WORK TO COMPLETE: Where in the data below does the word "Clone" appear? Copy every line that has it.

INPUT FOR THIS TASK:
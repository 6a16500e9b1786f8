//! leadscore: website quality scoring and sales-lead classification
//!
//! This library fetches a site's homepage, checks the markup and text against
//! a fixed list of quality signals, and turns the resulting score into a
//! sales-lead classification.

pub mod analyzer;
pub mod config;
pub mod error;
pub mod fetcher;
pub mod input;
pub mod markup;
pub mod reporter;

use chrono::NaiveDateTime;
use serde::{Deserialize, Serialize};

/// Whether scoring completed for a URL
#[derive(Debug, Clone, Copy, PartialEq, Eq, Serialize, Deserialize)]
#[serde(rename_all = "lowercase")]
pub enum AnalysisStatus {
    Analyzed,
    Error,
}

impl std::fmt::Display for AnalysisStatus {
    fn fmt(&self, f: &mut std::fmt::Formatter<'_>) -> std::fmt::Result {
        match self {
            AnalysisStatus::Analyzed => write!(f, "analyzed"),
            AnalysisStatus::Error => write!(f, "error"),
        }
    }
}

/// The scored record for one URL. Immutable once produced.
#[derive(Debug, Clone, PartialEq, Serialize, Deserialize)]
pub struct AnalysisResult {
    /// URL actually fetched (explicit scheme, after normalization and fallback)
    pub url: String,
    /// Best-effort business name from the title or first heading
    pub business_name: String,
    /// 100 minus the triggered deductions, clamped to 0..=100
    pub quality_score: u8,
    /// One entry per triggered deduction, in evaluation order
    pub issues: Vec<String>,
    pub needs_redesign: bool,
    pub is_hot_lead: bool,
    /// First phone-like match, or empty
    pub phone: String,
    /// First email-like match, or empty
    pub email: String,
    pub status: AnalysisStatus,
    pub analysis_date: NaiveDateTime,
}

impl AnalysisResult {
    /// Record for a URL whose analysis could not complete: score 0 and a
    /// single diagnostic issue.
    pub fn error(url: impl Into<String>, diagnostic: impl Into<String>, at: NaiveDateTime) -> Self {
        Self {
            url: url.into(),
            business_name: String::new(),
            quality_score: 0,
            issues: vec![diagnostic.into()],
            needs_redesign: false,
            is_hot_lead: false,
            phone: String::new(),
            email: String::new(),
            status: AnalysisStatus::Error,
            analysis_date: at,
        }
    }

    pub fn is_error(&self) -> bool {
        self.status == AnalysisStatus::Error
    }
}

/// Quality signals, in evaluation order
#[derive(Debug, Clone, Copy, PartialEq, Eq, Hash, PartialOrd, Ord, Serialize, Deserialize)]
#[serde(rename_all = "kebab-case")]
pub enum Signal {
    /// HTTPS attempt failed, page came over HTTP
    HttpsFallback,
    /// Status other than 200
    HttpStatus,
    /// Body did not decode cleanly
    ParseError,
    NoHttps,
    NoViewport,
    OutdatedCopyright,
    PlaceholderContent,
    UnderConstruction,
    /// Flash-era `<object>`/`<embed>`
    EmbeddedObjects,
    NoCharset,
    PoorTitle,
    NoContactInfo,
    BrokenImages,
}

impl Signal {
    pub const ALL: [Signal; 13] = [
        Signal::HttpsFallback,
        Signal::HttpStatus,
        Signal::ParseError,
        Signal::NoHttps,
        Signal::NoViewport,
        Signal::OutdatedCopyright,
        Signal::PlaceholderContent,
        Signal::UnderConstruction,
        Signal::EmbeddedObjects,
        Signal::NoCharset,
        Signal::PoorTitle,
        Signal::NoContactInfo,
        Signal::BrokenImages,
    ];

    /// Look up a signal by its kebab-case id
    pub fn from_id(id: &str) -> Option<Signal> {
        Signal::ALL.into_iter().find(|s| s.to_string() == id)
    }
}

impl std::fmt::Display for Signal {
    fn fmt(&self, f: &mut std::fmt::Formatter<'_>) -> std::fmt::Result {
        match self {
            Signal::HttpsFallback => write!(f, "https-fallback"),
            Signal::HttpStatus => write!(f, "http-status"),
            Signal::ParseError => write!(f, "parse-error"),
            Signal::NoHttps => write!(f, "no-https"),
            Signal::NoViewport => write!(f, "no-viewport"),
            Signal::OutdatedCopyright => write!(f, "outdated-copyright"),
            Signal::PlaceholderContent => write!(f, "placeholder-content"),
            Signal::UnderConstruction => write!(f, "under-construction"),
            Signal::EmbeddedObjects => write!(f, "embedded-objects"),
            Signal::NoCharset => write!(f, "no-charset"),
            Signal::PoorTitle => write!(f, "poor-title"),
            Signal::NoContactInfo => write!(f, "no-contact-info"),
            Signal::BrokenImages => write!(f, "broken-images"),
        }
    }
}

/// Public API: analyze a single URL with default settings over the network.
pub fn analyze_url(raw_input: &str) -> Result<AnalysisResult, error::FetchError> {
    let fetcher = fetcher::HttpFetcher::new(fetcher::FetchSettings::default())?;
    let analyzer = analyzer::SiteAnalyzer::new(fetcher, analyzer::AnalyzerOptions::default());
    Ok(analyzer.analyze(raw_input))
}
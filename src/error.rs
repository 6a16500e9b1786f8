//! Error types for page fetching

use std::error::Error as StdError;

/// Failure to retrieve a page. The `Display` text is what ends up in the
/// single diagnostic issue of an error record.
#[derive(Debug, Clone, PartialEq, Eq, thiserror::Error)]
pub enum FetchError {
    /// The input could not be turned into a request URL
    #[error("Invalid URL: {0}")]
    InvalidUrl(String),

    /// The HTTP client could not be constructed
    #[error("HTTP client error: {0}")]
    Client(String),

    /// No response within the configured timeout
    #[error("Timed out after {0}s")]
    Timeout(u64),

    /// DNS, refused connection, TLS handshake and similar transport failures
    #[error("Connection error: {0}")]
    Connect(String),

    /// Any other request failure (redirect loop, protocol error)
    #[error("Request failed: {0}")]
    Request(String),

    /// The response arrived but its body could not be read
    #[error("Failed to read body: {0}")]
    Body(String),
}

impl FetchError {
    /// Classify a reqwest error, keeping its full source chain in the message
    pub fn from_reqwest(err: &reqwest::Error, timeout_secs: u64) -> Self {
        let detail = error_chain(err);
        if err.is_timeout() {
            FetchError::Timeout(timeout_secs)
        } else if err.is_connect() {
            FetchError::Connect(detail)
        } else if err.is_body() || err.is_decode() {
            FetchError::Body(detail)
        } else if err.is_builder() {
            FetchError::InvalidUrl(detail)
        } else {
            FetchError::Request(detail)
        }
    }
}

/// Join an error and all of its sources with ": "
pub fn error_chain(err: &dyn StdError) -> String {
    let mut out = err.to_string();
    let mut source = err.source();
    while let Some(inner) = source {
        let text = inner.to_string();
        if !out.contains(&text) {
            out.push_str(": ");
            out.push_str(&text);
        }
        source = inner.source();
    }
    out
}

WRITTEN ANSWER:
#[derive(Debug, Clone, Copy, PartialEq, Eq, Serialize, Deserialize)]
#[derive(Debug, Clone, PartialEq, Serialize, Deserialize)]
#[derive(Debug, Clone, Copy, PartialEq, Eq, Hash, PartialOrd, Ord, Serialize, Deserialize)]
#[derive(Debug, Clone, PartialEq, Eq, thiserror::Error)]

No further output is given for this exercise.